Stored items
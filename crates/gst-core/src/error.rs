//! Error types for gst-core

use gst_io::IoError;
use gst_stats::BinningError;
use thiserror::Error;

/// Main error type for gst operations
#[derive(Error, Debug)]
pub enum GstError {
    /// Binning errors, including degenerate samples
    #[error("Binning failed for {variable}: {source}")]
    Binning {
        variable: String,
        #[source]
        source: BinningError,
    },

    /// Dataset loading errors
    #[error("Failed to load dataset: {0}")]
    Io(#[from] IoError),

    /// Requested year is not in the data
    #[error("The year {0} is not available in the data")]
    YearNotFound(i32),

    /// Two datasets share no countries or years
    #[error("No countries and years in common between {0}")]
    NoCommonData(String),

    /// Invalid configuration
    #[error("Invalid configuration: {0}")]
    InvalidConfig(String),

    /// Configuration file could not be parsed
    #[error("Failed to parse configuration: {0}")]
    ConfigParse(#[from] toml::de::Error),

    /// Configuration could not be written
    #[error("Failed to write configuration: {0}")]
    ConfigWrite(#[from] toml::ser::Error),

    /// Plan serialisation errors
    #[error("Serialization failed: {0}")]
    Serialization(#[from] serde_json::Error),

    /// File system errors
    #[error("I/O error: {0}")]
    FileSystem(#[from] std::io::Error),
}

impl GstError {
    /// Attach the variable name to a binning error
    pub fn binning(variable: impl Into<String>, source: BinningError) -> Self {
        GstError::Binning {
            variable: variable.into(),
            source,
        }
    }

    /// Whether the plot should be skipped because the data has no spread
    pub fn is_degenerate(&self) -> bool {
        matches!(
            self,
            GstError::Binning {
                source: BinningError::DegenerateSample { .. },
                ..
            }
        )
    }
}

/// Result type for gst operations
pub type GstResult<T> = Result<T, GstError>;
//! Country x year tables
//!
//! Every dataset is reshaped into a [`YearTable`]: rows are countries (or
//! regions), columns are years in ascending order, and missing cells are
//! `NaN`. The variable name and unit travel with the table.

use crate::reader::{FormatError, IoError, IoResult};
use crate::schema::RawTable;
use serde::{Deserialize, Serialize};
use std::collections::{BTreeSet, HashMap, HashSet};

/// Column names required by [`verify_data_format`]
pub const REQUIRED_COLUMNS: [&str; 3] = ["variable", "unit", "country"];

/// Check that a dataset follows the common format
///
/// The data must contain exactly one variable and one unit, each country
/// at most once, and at least one year column.
pub fn verify_data_format(raw: &RawTable) -> Result<(), FormatError> {
    let result = check_format(raw);
    if let Err(e) = &result {
        tracing::warn!("Dataset failed format check: {}", e);
    }
    result
}

fn check_format(raw: &RawTable) -> Result<(), FormatError> {
    let missing: Vec<String> = REQUIRED_COLUMNS
        .iter()
        .filter(|c| !raw.has_column(c))
        .map(|c| c.to_string())
        .collect();
    if !missing.is_empty() {
        return Err(FormatError::MissingColumns(missing));
    }

    let variables = raw.unique_values("variable").unwrap_or_default();
    if variables.len() != 1 {
        return Err(FormatError::NonUniqueVariable(variables.len()));
    }

    let units = raw.unique_values("unit").unwrap_or_default();
    if units.len() != 1 {
        return Err(FormatError::NonUniqueUnit(units.len()));
    }

    let repeated = repeated_values(&raw.column_values("country").unwrap_or_default());
    if !repeated.is_empty() {
        return Err(FormatError::RepeatedCountries(repeated));
    }

    if raw.year_columns().is_empty() {
        return Err(FormatError::NoYearColumns);
    }

    Ok(())
}

fn repeated_values(values: &[&str]) -> Vec<String> {
    let mut seen = HashSet::new();
    let mut repeated = BTreeSet::new();
    for v in values {
        if !seen.insert(*v) {
            repeated.insert(v.to_string());
        }
    }
    repeated.into_iter().collect()
}

fn parse_cell(cell: &str) -> f64 {
    cell.trim().parse().unwrap_or(f64::NAN)
}

/// The values of one year across countries
#[derive(Debug, Clone, PartialEq, Serialize, Deserialize)]
pub struct YearSeries {
    /// Display label, usually the year
    pub label: String,
    pub unit: Option<String>,
    pub countries: Vec<String>,
    pub values: Vec<f64>,
}

impl YearSeries {
    /// Value for a country
    pub fn get(&self, country: &str) -> Option<f64> {
        self.countries
            .iter()
            .position(|c| c == country)
            .map(|i| self.values[i])
    }

    /// (country, value) pairs
    pub fn iter(&self) -> impl Iterator<Item = (&str, f64)> {
        self.countries
            .iter()
            .map(|c| c.as_str())
            .zip(self.values.iter().copied())
    }

    pub fn len(&self) -> usize {
        self.values.len()
    }

    pub fn is_empty(&self) -> bool {
        self.values.is_empty()
    }
}

/// A dataset with one row per country and one column per year
#[derive(Debug, Clone, PartialEq, Serialize, Deserialize)]
pub struct YearTable {
    pub variable: Option<String>,
    pub unit: Option<String>,
    countries: Vec<String>,
    years: Vec<i32>,
    /// Row-major, `values[country][year]`
    values: Vec<Vec<f64>>,
}

impl YearTable {
    /// Create a table; `years` must be ascending and rows must match its length
    pub fn new(countries: Vec<String>, years: Vec<i32>, values: Vec<Vec<f64>>) -> IoResult<Self> {
        if countries.len() != values.len() {
            return Err(IoError::ShapeMismatch {
                expected: countries.len(),
                actual: values.len(),
            });
        }
        if let Some(row) = values.iter().find(|row| row.len() != years.len()) {
            return Err(IoError::ShapeMismatch {
                expected: years.len(),
                actual: row.len(),
            });
        }
        if years.windows(2).any(|w| w[0] >= w[1]) {
            return Err(IoError::InvalidFormat(
                "year columns must be unique and ascending".to_string(),
            ));
        }

        Ok(Self {
            variable: None,
            unit: None,
            countries,
            years,
            values,
        })
    }

    /// Set the variable name
    pub fn with_variable(mut self, variable: impl Into<String>) -> Self {
        self.variable = Some(variable.into());
        self
    }

    /// Set the unit
    pub fn with_unit(mut self, unit: impl Into<String>) -> Self {
        self.unit = Some(unit.into());
        self
    }

    /// Reshape a raw table, indexing rows by `index_column`
    ///
    /// `Y1990` headers are normalised, year columns are sorted and every
    /// other column except `variable` and `unit` is dropped.
    pub fn from_raw(raw: &RawTable, index_column: &str) -> IoResult<Self> {
        Self::from_raw_filtered(raw, index_column, &[])
    }

    /// Like [`YearTable::from_raw`], keeping only rows whose metadata
    /// columns equal the given values
    pub fn from_raw_filtered(
        raw: &RawTable,
        index_column: &str,
        filters: &[(&str, &str)],
    ) -> IoResult<Self> {
        let mut raw = raw.clone();
        raw.normalize_year_headers();

        let index = raw
            .column_index(index_column)
            .ok_or_else(|| IoError::ColumnNotFound(index_column.to_string()))?;

        let filter_indices = filters
            .iter()
            .map(|(column, value)| {
                raw.column_index(column)
                    .map(|i| (i, *value))
                    .ok_or_else(|| IoError::ColumnNotFound(column.to_string()))
            })
            .collect::<IoResult<Vec<_>>>()?;

        let rows: Vec<&Vec<String>> = raw
            .rows
            .iter()
            .filter(|row| filter_indices.iter().all(|(i, v)| row[*i] == *v))
            .collect();

        let year_columns = raw.year_columns();
        if year_columns.windows(2).any(|w| w[0].1 == w[1].1) {
            return Err(IoError::InvalidFormat("duplicate year columns".to_string()));
        }

        let countries: Vec<String> = rows.iter().map(|row| row[index].clone()).collect();
        let repeated = repeated_values(&countries.iter().map(|c| c.as_str()).collect::<Vec<_>>());
        if !repeated.is_empty() {
            return Err(FormatError::RepeatedCountries(repeated).into());
        }

        let values = rows
            .iter()
            .map(|row| year_columns.iter().map(|&(i, _)| parse_cell(&row[i])).collect())
            .collect();
        let years = year_columns.iter().map(|&(_, y)| y).collect();

        let unique = |column: &str| -> Option<String> {
            let i = raw.column_index(column)?;
            let set: BTreeSet<&str> = rows.iter().map(|row| row[i].as_str()).collect();
            if set.len() == 1 {
                set.into_iter().next().map(|s| s.to_string())
            } else {
                None
            }
        };

        let mut table = Self::new(countries, years, values)?;
        table.variable = unique("variable");
        table.unit = unique("unit");
        Ok(table)
    }

    pub fn countries(&self) -> &[String] {
        &self.countries
    }

    pub fn years(&self) -> &[i32] {
        &self.years
    }

    pub fn first_year(&self) -> Option<i32> {
        self.years.first().copied()
    }

    pub fn last_year(&self) -> Option<i32> {
        self.years.last().copied()
    }

    pub fn num_countries(&self) -> usize {
        self.countries.len()
    }

    pub fn num_years(&self) -> usize {
        self.years.len()
    }

    pub fn is_empty(&self) -> bool {
        self.countries.is_empty() || self.years.is_empty()
    }

    pub fn has_year(&self, year: i32) -> bool {
        self.year_index(year).is_some()
    }

    fn year_index(&self, year: i32) -> Option<usize> {
        self.years.binary_search(&year).ok()
    }

    fn country_index(&self, country: &str) -> Option<usize> {
        self.countries.iter().position(|c| c == country)
    }

    /// All years for one country
    pub fn row(&self, country: &str) -> Option<&[f64]> {
        self.country_index(country).map(|i| self.values[i].as_slice())
    }

    /// Iterate over (country, row) pairs
    pub fn rows(&self) -> impl Iterator<Item = (&str, &[f64])> {
        self.countries
            .iter()
            .map(|c| c.as_str())
            .zip(self.values.iter().map(|r| r.as_slice()))
    }

    pub fn value(&self, country: &str, year: i32) -> Option<f64> {
        let row = self.country_index(country)?;
        let col = self.year_index(year)?;
        Some(self.values[row][col])
    }

    /// All countries for one year
    pub fn column(&self, year: i32) -> Option<Vec<f64>> {
        let col = self.year_index(year)?;
        Some(self.values.iter().map(|row| row[col]).collect())
    }

    /// One year as a labelled series
    pub fn series(&self, year: i32) -> IoResult<YearSeries> {
        let values = self.column(year).ok_or(IoError::YearNotFound(year))?;
        Ok(YearSeries {
            label: year.to_string(),
            unit: self.unit.clone(),
            countries: self.countries.clone(),
            values,
        })
    }

    /// Apply `f` to every row, producing a table with the same shape
    pub fn map_rows(&self, mut f: impl FnMut(&[f64]) -> Vec<f64>) -> Self {
        let values = self
            .values
            .iter()
            .map(|row| {
                let mapped = f(row);
                debug_assert_eq!(mapped.len(), row.len());
                mapped
            })
            .collect();
        Self {
            values,
            ..self.clone()
        }
    }

    /// Multiply every value by `factor` and relabel the unit
    pub fn scale(&self, factor: f64, unit: impl Into<String>) -> Self {
        let mut scaled = self.map_rows(|row| row.iter().map(|v| v * factor).collect());
        scaled.unit = Some(unit.into());
        scaled
    }

    /// Drop years before `new_start_year`
    ///
    /// If the data already starts later, it is returned unchanged.
    pub fn change_first_year(&self, new_start_year: i32) -> Self {
        let (Some(first), Some(last)) = (self.first_year(), self.last_year()) else {
            return self.clone();
        };

        if first > new_start_year {
            tracing::info!("First year of data available is {}", first);
            tracing::info!("Last year of data available is {}", last);
            return self.clone();
        }

        let keep: Vec<i32> = self
            .years
            .iter()
            .copied()
            .filter(|&y| y >= new_start_year)
            .collect();
        tracing::info!("First year of data available is now {}", new_start_year);
        tracing::info!("Last year of data available is {}", last);
        self.select_years(&keep)
    }

    /// Keep only the given years (which must exist in the table), in ascending order
    fn select_years(&self, years: &[i32]) -> Self {
        let cols: Vec<usize> = years.iter().filter_map(|&y| self.year_index(y)).collect();
        let values = self
            .values
            .iter()
            .map(|row| cols.iter().map(|&c| row[c]).collect())
            .collect();
        Self {
            years: cols.iter().map(|&c| self.years[c]).collect(),
            values,
            ..self.clone()
        }
    }

    /// Keep only countries in `keep`, preserving order
    pub fn retain_countries<S: AsRef<str>>(&self, keep: &[S]) -> Self {
        let keep: HashSet<&str> = keep.iter().map(|s| s.as_ref()).collect();
        let (countries, values) = self
            .countries
            .iter()
            .zip(&self.values)
            .filter(|(c, _)| keep.contains(c.as_str()))
            .map(|(c, v)| (c.clone(), v.clone()))
            .unzip();
        Self {
            countries,
            values,
            ..self.clone()
        }
    }
}

/// Remove any years that are not in both tables
pub fn ensure_common_years(a: &YearTable, b: &YearTable) -> (YearTable, YearTable) {
    let b_years: HashSet<i32> = b.years.iter().copied().collect();
    let common: Vec<i32> = a
        .years
        .iter()
        .copied()
        .filter(|y| b_years.contains(y))
        .collect();
    (a.select_years(&common), b.select_years(&common))
}

/// Remove any countries that are not in both tables
pub fn ensure_common_countries(a: &YearTable, b: &YearTable) -> (YearTable, YearTable) {
    let a_set: HashSet<&str> = a.countries.iter().map(|c| c.as_str()).collect();
    let b_set: HashSet<&str> = b.countries.iter().map(|c| c.as_str()).collect();
    let common: Vec<&str> = a_set.intersection(&b_set).copied().collect();

    let mut dropped: Vec<&str> = a_set.symmetric_difference(&b_set).copied().collect();
    dropped.sort_unstable();
    tracing::info!("{} common countries", common.len());
    if !dropped.is_empty() {
        tracing::info!("Countries not found in both datasets: {:?}", dropped);
    }

    (a.retain_countries(&common), b.retain_countries(&common))
}

/// Index of countries to their row in a table
pub fn country_lookup(table: &YearTable) -> HashMap<&str, usize> {
    table
        .countries
        .iter()
        .enumerate()
        .map(|(i, c)| (c.as_str(), i))
        .collect()
}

Exercise: What you write must be the entries restated word for word, from the opening line through the one holding "not in the data", with nothing else.

Reply:
filename crates/gst-core/src/error.rs
//! Error types for gst-core

use gst_io::IoError;
use gst_stats::BinningError;
use thiserror::Error;

/// Main error type for gst operations
#[derive(Error, Debug)]
pub enum GstError {
    /// Binning errors, including degenerate samples
    #[error("Binning failed for {variable}: {source}")]
    Binning {
        variable: String,
        #[source]
        source: BinningError,
    },

    /// Dataset loading errors
    #[error("Failed to load dataset: {0}")]
    Io(#[from] IoError),

    /// Requested year is not in the data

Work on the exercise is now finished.